Entendo seu cansaço, haja filmes, heim? hehe. De todos, Boa Sorte Meu Amor foi o único que pude ver na Mostra de Conquista. Gosto, apesar de não ser dos meus preferidos. Acho interessante a forma como o protagonista vai se desconstruindo em busca de seu amor e a forma como termina.
Lendo suas notas, percebi a pouca atenção que dei à produção nacional nessa edição da Mostra (e do Festival do Rio) neste ano. Cansaço, preguiça, não sei o que foi, mas agora é hora de correr atrás do prejuízo. Pelo menos Verônica vai ser fácil, já que está nos cinemas (nas poucas salas que restaram com o lançamento dessa porcaria de vampiros brilhantes)
Gosto de Alois Nebel, mas é justamente pelo visual. A trama arrastada acabou me cansando.
Garrone é Garrone e, mesmo com todas as críticas que ouvi e li, acho que Reality é o ponto mais alto de sua filmografia e conversa com qualquer nacionalidade, o que é sempre muito bom.
Além das Montanhas foi um filme que me pegou de jeito. Acho fantástica a composição estética de Mungiu e gosto muito da história e da abordagem a uma questão tão séria como a religiosidade exacerbada na Romênia. Foi um dos que mais gostei na Mostra, inclusive.
Brenno, se programe, junte grana, pense positivo. A experiência é incrível.

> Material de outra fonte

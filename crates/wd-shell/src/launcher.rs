// SPDX-License-Identifier: BUSL-1.1
// Copyright (c) 2026 Alfred Jean LLC

use crate::error::ShellError;
use crate::handle::ShellHandle;
use std::collections::HashMap;
use std::path::Path;
use std::process::Stdio;
use tokio::process::Command;

/// Platform-aware command spawn wrapper.
///
/// On Unix the command runs under the user's login shell with an
/// interactive flag, so `.bashrc`/`.zshrc` initialization (conda/mamba
/// activation, PATH tweaks) applies. On Windows it runs through the
/// default system shell.
#[derive(Debug, Clone)]
pub struct ShellLauncher {
    /// Whether to pass the interactive flag on Unix. Default `true`;
    /// settable to `false` where dotfile banners would pollute captured
    /// logs.
    pub interactive: bool,
}

impl Default for ShellLauncher {
    fn default() -> Self {
        Self { interactive: true }
    }
}

impl ShellLauncher {
    pub fn new(interactive: bool) -> Self {
        Self { interactive }
    }

    /// Spawn `command` in `cwd` with `env` merged onto the parent
    /// process's environment (parent first, task environment wins on
    /// conflict).
    pub fn spawn(
        &self,
        command: &str,
        cwd: &Path,
        env: &HashMap<String, String>,
    ) -> Result<ShellHandle, ShellError> {
        let mut cmd = self.build_command(command);
        cmd.current_dir(cwd);
        cmd.envs(env.iter());
        cmd.stdin(Stdio::null());
        cmd.stdout(Stdio::piped());
        cmd.stderr(Stdio::piped());
        cmd.kill_on_drop(true);

        #[cfg(unix)]
        {
            use std::os::unix::process::CommandExt;
            // Each task gets its own process group so tree_terminate can
            // signal every descendant at once, even when start_command is
            // a shell pipeline that spawns further children.
            cmd.process_group(0);
        }

        let child = cmd.spawn()?;
        let pid = child
            .id()
            .ok_or_else(|| ShellError::Spawn(std::io::Error::other("spawned child has no pid")))?;

        Ok(ShellHandle { child, pid })
    }

    #[cfg(unix)]
    fn build_command(&self, command: &str) -> Command {
        let shell = std::env::var("SHELL").unwrap_or_else(|_| "/bin/bash".to_string());
        let mut cmd = Command::new(shell);
        if self.interactive {
            cmd.arg("-i");
        }
        cmd.arg("-c").arg(command);
        cmd
    }

    #[cfg(windows)]
    fn build_command(&self, command: &str) -> Command {
        let mut cmd = Command::new("cmd");
        cmd.arg("/C").arg(command);
        cmd
    }
}

#[cfg(test)]
#[path = "launcher_tests.rs"]
mod tests;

Cansaço me define, Amanda, hehe. O que me encanta muito em Boa Sorte, Meu Amor é como um filme sobre a possível relação amorosa desses dois jovens se transforma num filme sobre o passado histórico do Recife, as hierarquias sociais, a questão da geografia do lugar, o problema da moradia, a relação sertão x vida urbana. Povo de Pernambuco é porreta.
Cecilia, e eu me dei conta de como vi muitos filmes nacionais, o que acho válido porque com a distribuição que temos, muita coisa se perde. Alois Nebel também me encanta mais pelo visual, a história é triste, mas não precisava ser arrastada mesmo. Reality foi uma grande surpresa, é um filme coeso, tem um conceito ali que se mantém por todo o filme, inclusive esteticamente. Já Além das Montanhas não me ganhou muito. Também acho fodaça a noção de composição que o diretor tem, tudo está em seu lugar, apesar da situação tensa. Mas acho a história inchada, se demora demais, às vezes até redundante. Mas já quero muito rever esse filme.